[Dataset items]
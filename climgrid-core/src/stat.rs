//! Area-weighted statistics
//!
//! Reduces the longitude and latitude axes of a variable to a single value,
//! weighting each cell by its surface area. Any other dimensions of the
//! variable (e.g. time) are kept in their original order.

use crate::area::area_with_options;
use crate::coords::check_lon_lat_match;
use crate::errors::{GridError, GridResult};
use crate::grid::{FloatValue, Grid};
use crate::mask::{mask_bounds_with_options, RegionBounds, SelectHow};
use crate::options::GridOptions;
use ndarray::{ArrayD, IxDyn};
use serde::{Deserialize, Serialize};
use std::fmt;
use std::str::FromStr;
use tracing::warn;

/// Statistic calculated by [`area_weighted_stat`]
#[derive(Copy, Clone, Debug, Default, PartialEq, Eq, Serialize, Deserialize)]
#[serde(rename_all = "lowercase")]
pub enum Stat {
    /// `Σ data·area / Σ area` over the cells holding data
    #[default]
    Mean,
    /// `Σ data·area`
    Sum,
}

impl FromStr for Stat {
    type Err = GridError;

    fn from_str(s: &str) -> Result<Self, Self::Err> {
        match s {
            "mean" => Ok(Stat::Mean),
            "sum" => Ok(Stat::Sum),
            other => Err(GridError::InvalidInput(format!(
                "stat must be \"mean\" or \"sum\", got {:?}",
                other
            ))),
        }
    }
}

impl fmt::Display for Stat {
    fn fmt(&self, f: &mut fmt::Formatter<'_>) -> fmt::Result {
        match self {
            Stat::Mean => write!(f, "mean"),
            Stat::Sum => write!(f, "sum"),
        }
    }
}

/// Area-weighted mean or sum of a variable over the globe or a region
///
/// If either bound is set the variable is first masked to the inside of the
/// region. Cell areas always come from the unmasked grid. Missing values
/// (NaN) do not contribute to the sum, and are excluded from the area used
/// to normalise the mean. A slice with no data gives NaN for the mean and
/// zero for the sum.
///
/// The result has the variable's dimensions other than longitude and
/// latitude, so a `(time, lat, lon)` variable gives one value per time step.
///
/// # Errors
///
/// * [`GridError::KeyNotFound`] if the variable or a coordinate is missing
/// * [`GridError::InvalidInput`] if the variable lacks the longitude or
///   latitude dimension, an axis is not monotonic, or both names are the same
pub fn area_weighted_stat(
    grid: &Grid,
    variable: &str,
    stat: Stat,
    bounds: &RegionBounds,
    lon_name: &str,
    lat_name: &str,
) -> GridResult<ArrayD<FloatValue>> {
    area_weighted_stat_with_options(
        grid,
        variable,
        stat,
        bounds,
        &GridOptions::new(lon_name, lat_name),
    )
}

/// Area-weighted mean or sum of a variable using explicit options
pub fn area_weighted_stat_with_options(
    grid: &Grid,
    variable: &str,
    stat: Stat,
    bounds: &RegionBounds,
    options: &GridOptions,
) -> GridResult<ArrayD<FloatValue>> {
    options.validate()?;
    let lon_name = options.lon_name.as_str();
    let lat_name = options.lat_name.as_str();

    let source = grid.variable(variable)?;
    let lon_axis = require_axis(source.axis_of(lon_name), variable, lon_name)?;
    let lat_axis = require_axis(source.axis_of(lat_name), variable, lat_name)?;

    let masked;
    let data = if bounds.is_global() {
        grid
    } else {
        masked = mask_bounds_with_options(grid, bounds, SelectHow::Inside, options)?;
        &masked
    };

    let cell_area = area_with_options(grid, options)?;
    if !check_lon_lat_match(grid, &cell_area, lon_name, lat_name)? {
        warn!(variable, "Longitudes and/or latitudes not equal.");
    }

    // Move longitude then latitude to the end so each cell block is contiguous
    // and matches the [lon, lat] layout of the areas
    let values = data.variable(variable)?.values();
    let mut order: Vec<usize> = (0..values.ndim())
        .filter(|&axis| axis != lon_axis && axis != lat_axis)
        .collect();
    let rest_shape: Vec<usize> = order.iter().map(|&axis| values.shape()[axis]).collect();
    order.push(lon_axis);
    order.push(lat_axis);
    let permuted = values.view().permuted_axes(IxDyn(&order));

    let weights: Vec<FloatValue> = cell_area.values().iter().copied().collect();
    let block = weights.len();
    if block == 0 || permuted.len() % block != 0 {
        return Err(GridError::ShapeMismatch {
            name: variable.to_string(),
            expected: cell_area.values().shape().to_vec(),
            got: vec![values.shape()[lon_axis], values.shape()[lat_axis]],
        });
    }

    let flat: Vec<FloatValue> = permuted.iter().copied().collect();
    let reduced: Vec<FloatValue> = flat
        .chunks_exact(block)
        .map(|cells| reduce(cells, &weights, stat))
        .collect();

    ArrayD::from_shape_vec(IxDyn(&rest_shape), reduced)
        .map_err(|e| GridError::RuntimeInvariant(format!("could not shape result: {}", e)))
}

/// Area-weighted statistic of a variable holding only longitude and latitude
///
/// # Errors
///
/// As [`area_weighted_stat`], plus [`GridError::InvalidInput`] if the
/// variable has any other dimension.
pub fn area_weighted_stat_scalar(
    grid: &Grid,
    variable: &str,
    stat: Stat,
    bounds: &RegionBounds,
    lon_name: &str,
    lat_name: &str,
) -> GridResult<FloatValue> {
    let result = area_weighted_stat(grid, variable, stat, bounds, lon_name, lat_name)?;
    if result.ndim() != 0 {
        return Err(GridError::InvalidInput(format!(
            "{} has dimensions other than {} and {}; result shape is {:?}",
            variable,
            lon_name,
            lat_name,
            result.shape()
        )));
    }
    result
        .iter()
        .next()
        .copied()
        .ok_or_else(|| GridError::RuntimeInvariant("empty result".to_string()))
}

fn require_axis(axis: Option<usize>, variable: &str, dim: &str) -> GridResult<usize> {
    axis.ok_or_else(|| {
        GridError::InvalidInput(format!("{} does not have dimension {}", variable, dim))
    })
}

fn reduce(cells: &[FloatValue], weights: &[FloatValue], stat: Stat) -> FloatValue {
    let (weighted, total_area) = cells
        .iter()
        .zip(weights)
        .filter(|(value, _)| !value.is_nan())
        .fold((0.0, 0.0), |(sum, area), (value, weight)| {
            (sum + value * weight, area + weight)
        });
    match stat {
        Stat::Sum => weighted,
        Stat::Mean => weighted / total_area,
    }
}

#[cfg(test)]
mod tests {
    use super::*;
    use crate::area::EARTH_RADIUS;
    use crate::grid::Variable;
    use approx::assert_relative_eq;
    use ndarray::{array, Array1, Array2, Array3};

    /// 4 x 3 global grid whose latitude bands have weights 0.5, 1, 0.5
    fn coarse_grid() -> Grid {
        let mut grid = Grid::new();
        grid.insert_coord("lon", array![0.0, 90.0, 180.0, 270.0]).unwrap();
        grid.insert_coord("lat", array![-60.0, 0.0, 60.0]).unwrap();
        grid
    }

    fn with_lat_lon(grid: &mut Grid, name: &str, by_lat: [f64; 3]) {
        let values = Array2::from_shape_fn((3, 4), |(j, _)| by_lat[j]);
        grid.insert_variable(name, Variable::new(&["lat", "lon"], values.into_dyn()).unwrap())
            .unwrap();
    }

    fn sphere() -> f64 {
        4.0 * std::f64::consts::PI * EARTH_RADIUS * EARTH_RADIUS
    }

    #[test]
    fn stat_from_str() {
        assert_eq!("mean".parse::<Stat>().unwrap(), Stat::Mean);
        assert_eq!("sum".parse::<Stat>().unwrap(), Stat::Sum);
        assert!(matches!("median".parse::<Stat>(), Err(GridError::InvalidInput(_))));
    }

    #[test]
    fn uniform_field() {
        let mut grid = coarse_grid();
        with_lat_lon(&mut grid, "TS", [288.0; 3]);
        let global = RegionBounds::global();

        let mean = area_weighted_stat_scalar(&grid, "TS", Stat::Mean, &global, "lon", "lat")
            .unwrap();
        assert_relative_eq!(mean, 288.0, max_relative = 1e-12);

        let sum = area_weighted_stat_scalar(&grid, "TS", Stat::Sum, &global, "lon", "lat")
            .unwrap();
        assert_relative_eq!(sum, 288.0 * sphere(), max_relative = 1e-12);
    }

    #[test]
    fn mean_weights_by_latitude_band() {
        let mut grid = coarse_grid();
        with_lat_lon(&mut grid, "TS", [0.0, 0.0, 4.0]);

        // (0.5 * 4) / (0.5 + 1 + 0.5)
        let mean = area_weighted_stat_scalar(
            &grid,
            "TS",
            Stat::Mean,
            &RegionBounds::global(),
            "lon",
            "lat",
        )
        .unwrap();
        assert_relative_eq!(mean, 1.0, max_relative = 1e-12);
    }

    #[test]
    fn regional_mean_uses_region_area() {
        let mut grid = coarse_grid();
        with_lat_lon(&mut grid, "TS", [0.0, 0.0, 4.0]);
        let north = RegionBounds::new(None, Some((0.0, 90.0)));

        // (1 * 0 + 0.5 * 4) / (1 + 0.5)
        let mean = area_weighted_stat_scalar(&grid, "TS", Stat::Mean, &north, "lon", "lat")
            .unwrap();
        assert_relative_eq!(mean, 4.0 / 3.0, max_relative = 1e-12);

        let sum = area_weighted_stat_scalar(&grid, "TS", Stat::Sum, &north, "lon", "lat")
            .unwrap();
        assert_relative_eq!(sum, sphere(), max_relative = 1e-12);
    }

    #[test]
    fn extra_dimensions_are_kept() {
        let mut grid = coarse_grid();
        let values = Array3::from_shape_fn((2, 3, 4), |(t, _, _)| (t + 1) as f64);
        grid.insert_variable(
            "TS",
            Variable::new(&["time", "lat", "lon"], values.into_dyn()).unwrap(),
        )
        .unwrap();

        let means =
            area_weighted_stat(&grid, "TS", Stat::Mean, &RegionBounds::global(), "lon", "lat")
                .unwrap();
        assert_eq!(means.shape(), &[2]);
        assert_relative_eq!(means[[0]], 1.0, max_relative = 1e-12);
        assert_relative_eq!(means[[1]], 2.0, max_relative = 1e-12);

        let scalar = area_weighted_stat_scalar(
            &grid,
            "TS",
            Stat::Mean,
            &RegionBounds::global(),
            "lon",
            "lat",
        );
        assert!(matches!(scalar, Err(GridError::InvalidInput(_))));
    }

    #[test]
    fn transposed_layout_gives_same_result() {
        let mut grid = coarse_grid();
        with_lat_lon(&mut grid, "TS", [1.0, 2.0, 5.0]);
        let transposed = grid.variable("TS").unwrap().values().t().to_owned();
        grid.insert_variable("TS_T", Variable::new(&["lon", "lat"], transposed).unwrap())
            .unwrap();

        let global = RegionBounds::global();
        let a = area_weighted_stat_scalar(&grid, "TS", Stat::Mean, &global, "lon", "lat").unwrap();
        let b = area_weighted_stat_scalar(&grid, "TS_T", Stat::Mean, &global, "lon", "lat")
            .unwrap();
        assert_relative_eq!(a, b, max_relative = 1e-12);
    }

    #[test]
    fn missing_values_are_skipped() {
        let mut grid = coarse_grid();
        let mut values = Array2::from_elem((3, 4), 1.0);
        values[[2, 0]] = f64::NAN;
        values[[1, 1]] = 3.0;
        grid.insert_variable("TS", Variable::new(&["lat", "lon"], values.into_dyn()).unwrap())
            .unwrap();
        let global = RegionBounds::global();

        // Cell areas in units of sphere / 16: polar cells 1, equatorial cells 2
        let sum = area_weighted_stat_scalar(&grid, "TS", Stat::Sum, &global, "lon", "lat").unwrap();
        assert_relative_eq!(sum, sphere() * 19.0 / 16.0, max_relative = 1e-12);

        let mean =
            area_weighted_stat_scalar(&grid, "TS", Stat::Mean, &global, "lon", "lat").unwrap();
        assert_relative_eq!(mean, 19.0 / 15.0, max_relative = 1e-12);
    }

    #[test]
    fn all_missing_slice() {
        let mut grid = coarse_grid();
        with_lat_lon(&mut grid, "TS", [f64::NAN; 3]);
        let global = RegionBounds::global();

        let mean =
            area_weighted_stat_scalar(&grid, "TS", Stat::Mean, &global, "lon", "lat").unwrap();
        assert!(mean.is_nan());
        let sum = area_weighted_stat_scalar(&grid, "TS", Stat::Sum, &global, "lon", "lat").unwrap();
        assert_eq!(sum, 0.0);
    }

    #[test]
    fn variable_must_carry_lon_and_lat() {
        let mut grid = coarse_grid();
        grid.insert_variable(
            "zonal",
            Variable::new(&["lat"], Array1::from_elem(3, 1.0).into_dyn()).unwrap(),
        )
        .unwrap();
        let global = RegionBounds::global();

        assert!(matches!(
            area_weighted_stat(&grid, "zonal", Stat::Mean, &global, "lon", "lat"),
            Err(GridError::InvalidInput(_))
        ));
        assert!(matches!(
            area_weighted_stat(&grid, "PRECL", Stat::Mean, &global, "lon", "lat"),
            Err(GridError::KeyNotFound(_))
        ));
    }

    #[test]
    fn same_name_for_both_axes_rejected() {
        let mut grid = coarse_grid();
        with_lat_lon(&mut grid, "TS", [1.0, 2.0, 3.0]);
        let global = RegionBounds::global();

        for (lon_name, lat_name) in [("lon", "lon"), ("lat", "lat")] {
            let result = area_weighted_stat(&grid, "TS", Stat::Mean, &global, lon_name, lat_name);
            assert!(matches!(result, Err(GridError::InvalidInput(_))));
        }
    }
}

WHAT YOU WILL DO:
Among the lines of the records above, count those containing the word "ndim", then give the number by itself.

ANSWER BOX:
2